Based on the total number of post consolidated outstanding
common shares of the Company, as determined on a record date to be
declared by the board of directors and which will be announced in a
subsequent news release, the Dividend in Specie will be distributed
on the basis of one warrant for each post consolidated
outstanding common share of the Company. It is anticipated that
3,028,442 warrants will be issued.
The closing of
the Transaction is subject to a number of conditions, including:
(i) TSX-V and shareholder approval,
(ii) the Company shall consolidate its existing common shares on a
30 for 1 basis such that immediately prior to closing, it will have
3,028,442 common shares outstanding, and (iii) the Company shall
change its name to AUS Industrial Minerals Limited.
Upon completion of the
Transaction, the Resulting Issuer will have 106,361,775 common
shares outstanding, 3,028,442 warrants at an exercise
price of $0.15 and expiring 36 months from the date of
issue, and 169,114 stock options having an exercise
price of $0.15 and expiring no later than 0.8 years from
closing. It is also anticipated that at closing, the
resulting issuer will grant additional options to acquire common
shares at a price of $0.15 per share to the directors, officers,
employees and consultants. Further details will be provided in a
subsequent news release.
Pursuant to the Share Exchange
Agreement, AUS has advanced a non-refundable deposit in the amount
of $50,000 in favour of the Company.

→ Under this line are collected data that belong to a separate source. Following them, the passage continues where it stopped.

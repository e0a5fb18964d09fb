//! Column - Vertical layout container.
//!
//! Children flow top to bottom. A thin builder over [`Flex`] so call sites
//! read like the layout they describe.

use crate::primitives::Size;

use super::child::{FlexChild, Widget};
use super::constraints::Constraints;
use super::context::LayoutContext;
use super::flex::Flex;
use super::length::{Alignment, CrossAxisAlignment};

/// A vertical layout container (children flow top to bottom).
pub struct Column<'w> {
    flex: Flex<'w>,
}

impl Default for Column<'_> {
    fn default() -> Self {
        Self::new()
    }
}

impl<'w> Column<'w> {
    pub fn new() -> Self {
        Self { flex: Flex::column() }
    }

    /// Add a child at its natural height.
    pub fn push(mut self, widget: impl Widget + 'w) -> Self {
        self.flex = self.flex.push(FlexChild::rigid(widget));
        self
    }

    /// Add a child that takes a `weight` share of the leftover height.
    pub fn push_flex(mut self, weight: f32, widget: impl Widget + 'w) -> Self {
        self.flex = self.flex.push(FlexChild::flexed(weight, widget));
        self
    }

    /// Assign weights to the children added so far, in order.
    pub fn weights(mut self, weights: &[f32]) -> Self {
        self.flex = self.flex.weights(weights);
        self
    }

    /// Set main axis alignment.
    pub fn align(mut self, alignment: Alignment) -> Self {
        self.flex = self.flex.align(alignment);
        self
    }

    /// Set cross axis alignment.
    pub fn cross_align(mut self, alignment: CrossAxisAlignment) -> Self {
        self.flex = self.flex.cross_align(alignment);
        self
    }

    pub fn len(&self) -> usize {
        self.flex.len()
    }

    pub fn is_empty(&self) -> bool {
        self.flex.is_empty()
    }

    pub fn layout(&mut self, cx: &mut LayoutContext<'_>, constraints: Constraints) -> Size {
        cx.enter("Column");
        let size = self.flex.layout(cx, constraints);
        cx.exit();
        size
    }
}

impl Widget for Column<'_> {
    fn layout(&mut self, cx: &mut LayoutContext<'_>, constraints: Constraints) -> Size {
        Column::layout(self, cx, constraints)
    }
}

In addition, the Company has
agreed to advance a deposit of $50,000 to AUS via the issuance of
333,333 common shares of the Company at a deemed issue price $0.15
on the closing date, subject to the prior approval of the TSX-V,
which deposit will be applied against the Purchase
Price.
About AUS
AUS is a private company
incorporated under the laws of British Columbia on April 3, 2014,
that has been established as a company that will provide streaming
contracts to operating mining companies with a focus on the
critical metals and industrial minerals markets.
Commodity streaming agreements
are agreements whereby the provider of the commodity stream will
make an upfront payment to a mining company in return for a fixed
percentage of the production life of a mine at an agreed fixed
cost. The upfront payment will typically be made once there is
sufficient data to ensure that the mine is economically viable.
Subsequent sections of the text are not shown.